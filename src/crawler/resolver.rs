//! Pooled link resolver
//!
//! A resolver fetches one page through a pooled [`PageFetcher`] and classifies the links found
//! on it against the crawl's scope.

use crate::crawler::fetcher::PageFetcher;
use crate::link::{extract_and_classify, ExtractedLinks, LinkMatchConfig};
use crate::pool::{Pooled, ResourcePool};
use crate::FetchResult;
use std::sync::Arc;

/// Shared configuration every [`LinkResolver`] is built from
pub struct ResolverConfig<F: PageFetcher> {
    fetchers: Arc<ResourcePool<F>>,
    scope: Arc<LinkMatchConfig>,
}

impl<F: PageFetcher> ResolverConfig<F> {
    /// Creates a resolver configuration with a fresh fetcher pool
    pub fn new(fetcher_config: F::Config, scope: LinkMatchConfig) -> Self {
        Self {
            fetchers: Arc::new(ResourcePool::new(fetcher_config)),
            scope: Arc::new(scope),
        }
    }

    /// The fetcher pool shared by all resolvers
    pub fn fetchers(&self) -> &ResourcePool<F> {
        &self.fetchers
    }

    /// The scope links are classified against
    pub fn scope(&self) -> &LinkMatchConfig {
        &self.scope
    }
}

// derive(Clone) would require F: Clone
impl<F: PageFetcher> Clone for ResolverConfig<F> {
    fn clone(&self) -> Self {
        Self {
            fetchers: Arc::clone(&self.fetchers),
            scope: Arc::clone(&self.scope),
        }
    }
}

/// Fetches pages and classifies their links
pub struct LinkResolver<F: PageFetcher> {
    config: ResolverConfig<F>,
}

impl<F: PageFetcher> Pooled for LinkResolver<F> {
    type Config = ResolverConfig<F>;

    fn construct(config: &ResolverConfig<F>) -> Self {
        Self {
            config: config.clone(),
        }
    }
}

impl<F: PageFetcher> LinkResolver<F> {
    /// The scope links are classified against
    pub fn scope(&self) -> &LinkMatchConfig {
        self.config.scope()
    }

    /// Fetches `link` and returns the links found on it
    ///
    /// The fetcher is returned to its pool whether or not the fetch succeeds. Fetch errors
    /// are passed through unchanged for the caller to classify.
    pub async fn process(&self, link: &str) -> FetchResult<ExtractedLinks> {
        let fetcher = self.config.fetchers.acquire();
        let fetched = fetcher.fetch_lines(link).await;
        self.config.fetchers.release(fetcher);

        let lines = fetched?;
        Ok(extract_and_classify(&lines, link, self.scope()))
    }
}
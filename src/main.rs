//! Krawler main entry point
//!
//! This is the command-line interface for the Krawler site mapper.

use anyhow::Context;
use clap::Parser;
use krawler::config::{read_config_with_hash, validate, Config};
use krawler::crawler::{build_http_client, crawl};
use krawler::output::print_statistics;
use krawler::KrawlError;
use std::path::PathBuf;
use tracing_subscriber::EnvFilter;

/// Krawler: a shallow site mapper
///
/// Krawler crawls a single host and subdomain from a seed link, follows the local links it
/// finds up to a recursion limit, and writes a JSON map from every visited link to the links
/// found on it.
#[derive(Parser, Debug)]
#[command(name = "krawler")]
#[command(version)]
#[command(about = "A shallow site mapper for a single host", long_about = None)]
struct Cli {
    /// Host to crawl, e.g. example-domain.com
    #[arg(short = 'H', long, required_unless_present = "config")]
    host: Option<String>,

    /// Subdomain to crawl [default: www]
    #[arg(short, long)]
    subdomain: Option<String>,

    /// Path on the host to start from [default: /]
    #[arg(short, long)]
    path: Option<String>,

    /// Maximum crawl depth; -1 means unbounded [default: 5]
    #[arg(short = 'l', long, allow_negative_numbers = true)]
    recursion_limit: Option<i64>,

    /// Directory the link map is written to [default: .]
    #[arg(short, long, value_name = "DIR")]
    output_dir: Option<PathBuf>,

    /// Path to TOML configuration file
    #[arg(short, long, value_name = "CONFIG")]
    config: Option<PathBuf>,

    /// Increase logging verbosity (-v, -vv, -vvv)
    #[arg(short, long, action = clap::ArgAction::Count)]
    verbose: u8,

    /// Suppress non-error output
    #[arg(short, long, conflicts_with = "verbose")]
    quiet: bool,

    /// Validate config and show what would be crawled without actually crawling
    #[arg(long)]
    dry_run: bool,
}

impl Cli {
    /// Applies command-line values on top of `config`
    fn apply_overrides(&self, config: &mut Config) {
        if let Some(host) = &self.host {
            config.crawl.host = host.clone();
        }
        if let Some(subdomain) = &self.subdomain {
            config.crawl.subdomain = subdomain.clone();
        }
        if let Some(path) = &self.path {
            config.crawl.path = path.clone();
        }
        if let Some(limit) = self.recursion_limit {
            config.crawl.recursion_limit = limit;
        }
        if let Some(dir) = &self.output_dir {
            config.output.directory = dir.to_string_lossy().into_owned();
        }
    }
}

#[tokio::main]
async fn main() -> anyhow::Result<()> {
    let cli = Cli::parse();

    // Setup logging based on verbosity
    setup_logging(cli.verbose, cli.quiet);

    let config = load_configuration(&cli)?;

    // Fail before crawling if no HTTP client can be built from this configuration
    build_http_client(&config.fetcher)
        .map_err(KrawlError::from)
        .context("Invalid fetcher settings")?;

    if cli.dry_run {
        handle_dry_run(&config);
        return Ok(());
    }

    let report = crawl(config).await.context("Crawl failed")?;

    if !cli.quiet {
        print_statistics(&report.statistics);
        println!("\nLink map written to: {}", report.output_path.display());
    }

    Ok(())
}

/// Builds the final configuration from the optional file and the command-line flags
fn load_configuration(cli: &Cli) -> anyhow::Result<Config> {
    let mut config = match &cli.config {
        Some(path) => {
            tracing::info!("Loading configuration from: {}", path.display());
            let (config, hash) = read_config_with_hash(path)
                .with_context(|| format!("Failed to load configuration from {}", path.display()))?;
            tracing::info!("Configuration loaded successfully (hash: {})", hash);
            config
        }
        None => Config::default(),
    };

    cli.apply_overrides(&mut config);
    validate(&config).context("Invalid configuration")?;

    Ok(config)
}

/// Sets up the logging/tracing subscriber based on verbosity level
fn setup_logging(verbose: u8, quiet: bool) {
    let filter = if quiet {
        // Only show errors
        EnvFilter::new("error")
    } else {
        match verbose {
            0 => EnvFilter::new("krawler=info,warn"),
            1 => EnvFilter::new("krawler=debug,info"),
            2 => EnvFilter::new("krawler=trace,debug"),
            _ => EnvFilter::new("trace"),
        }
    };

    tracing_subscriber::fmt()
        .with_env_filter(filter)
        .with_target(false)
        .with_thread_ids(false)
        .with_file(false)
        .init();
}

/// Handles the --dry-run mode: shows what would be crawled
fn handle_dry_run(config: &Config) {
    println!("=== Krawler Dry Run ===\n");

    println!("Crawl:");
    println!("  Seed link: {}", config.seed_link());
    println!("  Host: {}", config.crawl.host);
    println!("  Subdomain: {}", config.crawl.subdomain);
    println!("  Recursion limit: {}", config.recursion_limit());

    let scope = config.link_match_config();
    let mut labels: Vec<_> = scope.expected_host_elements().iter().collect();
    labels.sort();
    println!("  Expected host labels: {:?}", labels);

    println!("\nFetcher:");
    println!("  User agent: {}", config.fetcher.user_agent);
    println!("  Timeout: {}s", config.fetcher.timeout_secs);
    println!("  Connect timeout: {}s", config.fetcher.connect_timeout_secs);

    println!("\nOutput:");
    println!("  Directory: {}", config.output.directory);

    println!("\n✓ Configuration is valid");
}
■ ■ ■ ■ ■ ■ ■
What to work on: Find how many lines of the listing hold "false" and give the number by itself.

Answer space: 3